I’ve had a recipe turning around in my brain for several weeks. It all started when I was trying to think of a simple yet interesting recipe that used cherries. What I ended up with was a red cherry and jicama salad with crushed nuts and basil.
But what I couldn’t let go of was an alternate idea that couldn’t have been more different. Instead of concentrating on freshness and juiciness and crispness, the other plan went in the opposite direction: wilted, aged, and cooked. Wait, wait! Don’t leave just yet. I know those aren’t all qualities that sound particularly appetizing, but they really can be, at least when used with intention.
When Wilting Is a Good Thing
When you want vibrancy, wilting is a bad thing, especially when we’re talking about very delicate lettuces that go from snappy and crisp to limp, wet rags in a matter of minutes. But some leafy vegetables can handle being wilted. Sometimes, they even benefit from it. If you’re having a hard time imagining this, just think of the perennially popular kale Caesar salad, which is only good once the kale softens enough. Or consider this Brussels sprout salad I developed a while ago, in which I wilt half of the shredded tough leaves from the sprouts using salt. The wilting is what makes these salads great.

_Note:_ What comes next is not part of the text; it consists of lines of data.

//! Content-addressed program cache.
//!
//! Programs are keyed by the [`ContentHash`] of their lowered form. A hit
//! returns the already-built `Arc<Program>`; a miss builds and registers
//! exactly one program per hash, even when several threads race on it.

use std::collections::HashMap;
use std::sync::atomic::{AtomicUsize, Ordering};
use std::sync::Arc;

use parking_lot::RwLock;

use crate::error::CompileError;
use crate::program::{render_lowered, ContentHash, Instruction, Program};

/// Shared, thread-safe map from content hash to compiled program.
#[derive(Debug, Default)]
pub struct ProgramCache {
    programs: RwLock<HashMap<ContentHash, Arc<Program>>>,
    builds: AtomicUsize,
}

impl ProgramCache {
    pub fn new() -> Self {
        Self::default()
    }

    /// Return the cached program for `instructions`, building it on a miss.
    pub fn compile(&self, instructions: Vec<Instruction>) -> Result<Arc<Program>, CompileError> {
        self.lookup_or_build(instructions).map(|(program, _)| program)
    }

    /// Like [`compile`](Self::compile), also reporting whether this call built
    /// the program.
    pub fn lookup_or_build(
        &self,
        instructions: Vec<Instruction>,
    ) -> Result<(Arc<Program>, bool), CompileError> {
        self.lookup_or_build_with(instructions, |_| Ok(()))
    }

    /// Like [`lookup_or_build`](Self::lookup_or_build), running `on_build`
    /// against a freshly built program before it is registered. If `on_build`
    /// fails, nothing is cached and the error is returned.
    pub fn lookup_or_build_with<F>(
        &self,
        instructions: Vec<Instruction>,
        on_build: F,
    ) -> Result<(Arc<Program>, bool), CompileError>
    where
        F: FnOnce(&Program) -> Result<(), CompileError>,
    {
        let hash = ContentHash::of(&render_lowered(&instructions));

        // Fast path: read lock only.
        if let Some(program) = self.programs.read().get(&hash) {
            tracing::debug!(%hash, "program cache hit");
            return Ok((Arc::clone(program), false));
        }

        let mut programs = self.programs.write();
        // Another thread may have built it while we waited for the lock.
        if let Some(program) = programs.get(&hash) {
            return Ok((Arc::clone(program), false));
        }
        let program = Arc::new(Program::with_hash(hash, instructions)?);
        on_build(&program)?;
        self.builds.fetch_add(1, Ordering::Relaxed);
        programs.insert(hash, Arc::clone(&program));
        tracing::debug!(%hash, instructions = program.instructions().len(), "program built");
        Ok((program, true))
    }

    /// Register an already-built program (e.g. loaded from disk). Returns the
    /// cached instance if one with the same hash exists.
    pub fn insert(&self, program: Program) -> Arc<Program> {
        let mut programs = self.programs.write();
        Arc::clone(
            programs
                .entry(program.hash())
                .or_insert_with(|| Arc::new(program)),
        )
    }

    pub fn get(&self, hash: &ContentHash) -> Option<Arc<Program>> {
        self.programs.read().get(hash).cloned()
    }

    /// Snapshot of every cached program.
    pub fn programs(&self) -> Vec<Arc<Program>> {
        self.programs.read().values().cloned().collect()
    }

    pub fn len(&self) -> usize {
        self.programs.read().len()
    }

    pub fn is_empty(&self) -> bool {
        self.len() == 0
    }

    /// Number of programs this cache has constructed through [`compile`](Self::compile).
    pub fn builds(&self) -> usize {
        self.builds.load(Ordering::Relaxed)
    }
}
//! `stache dump <template>`: print the compiled program for a template.

use std::path::PathBuf;

use anyhow::{bail, Context, Result};
use clap::Args;
use colored::Colorize;

use stache_core::{Compiler, Delimiters};

/// Arguments for `stache dump`.
#[derive(Args, Debug)]
pub struct DumpArgs {
    /// Template file to compile.
    pub template: PathBuf,

    /// Open and close markers separated by a space, e.g. "<% %>".
    #[arg(long)]
    pub delimiters: Option<String>,

    /// Print the instructions as JSON instead of the lowered text form.
    #[arg(long)]
    pub json: bool,
}

impl DumpArgs {
    pub fn run(self) -> Result<()> {
        let mut compiler = Compiler::new();
        if let Some(pair) = &self.delimiters {
            let Some((open, close)) = pair.split_once(' ') else {
                bail!("expected delimiters as \"OPEN CLOSE\", got '{pair}'");
            };
            let delimiters = Delimiters::new(open.trim(), close.trim())
                .with_context(|| format!("invalid delimiters '{pair}'"))?;
            compiler = compiler.with_delimiters(delimiters);
        }

        let compiled = compiler
            .compile_file(&self.template)
            .with_context(|| format!("failed to compile {}", self.template.display()))?;
        for warning in &compiled.warnings {
            eprintln!("{} {warning}", "warning:".yellow());
        }

        let program = &compiled.program;
        if self.json {
            let json = serde_json::json!({
                "hash": program.hash(),
                "instructions": program.instructions(),
            });
            println!("{}", serde_json::to_string_pretty(&json)?);
        } else {
            println!("# Program{}", program.hash());
            print!("{}", program.lowered());
        }
        Ok(())
    }
}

Radicchio’s Flavor Transformation When Grilled
Radicchio is another green (if I can call a red chicory a “green”) that can stand up to a little bit of going limp. Given the season, instead of using a dressing or salt to soften my radicchio, I quarter it and toss it over a grill’s highest heat, just long enough to brown and char it in spots. It’s important to keep the core intact to hold the leaves together. What you’ll notice is that the radicchio’s outer leaves quickly drain of color, almost like a rose going dry before your eyes. It’s kind of a sad sight, but like I said, it’s on purpose, and it will all make sense in a second. The radicchio ends up more tender in spots, still bright and steamy within, with an even deeper, more bitter flavor.
Building a Bold Cherry Gastrique
This is where the cherries enter into it. In a small saucepan, I cook them down with sugar and some sherry vinegar until they’re thickened and jammy, then spike that fruit compote with even more vinegar to fix the final taste. (Other vinegars, like white wine, red wine, Champagne, and cider, would work, each giving its own flavor to the sauce.) The vinegar is what adds that aged flavor I mentioned above. Maybe it didn’t sound so appealing without any context, but wine, and the vinegar that’s made from it, has precisely that—an aged flavor. Often, when you’re deciding between adding lemon juice and vinegar to a sauce or dressing, it’s this quality that is most important: Do you want a clean, fresh acidic flavor or a complex, aged one? It just depends on the dish and your preference. In this case, with the brooding, bitter grilled radicchio, I felt that that deeper, older, vinted flavor of vinegar was more appropriate.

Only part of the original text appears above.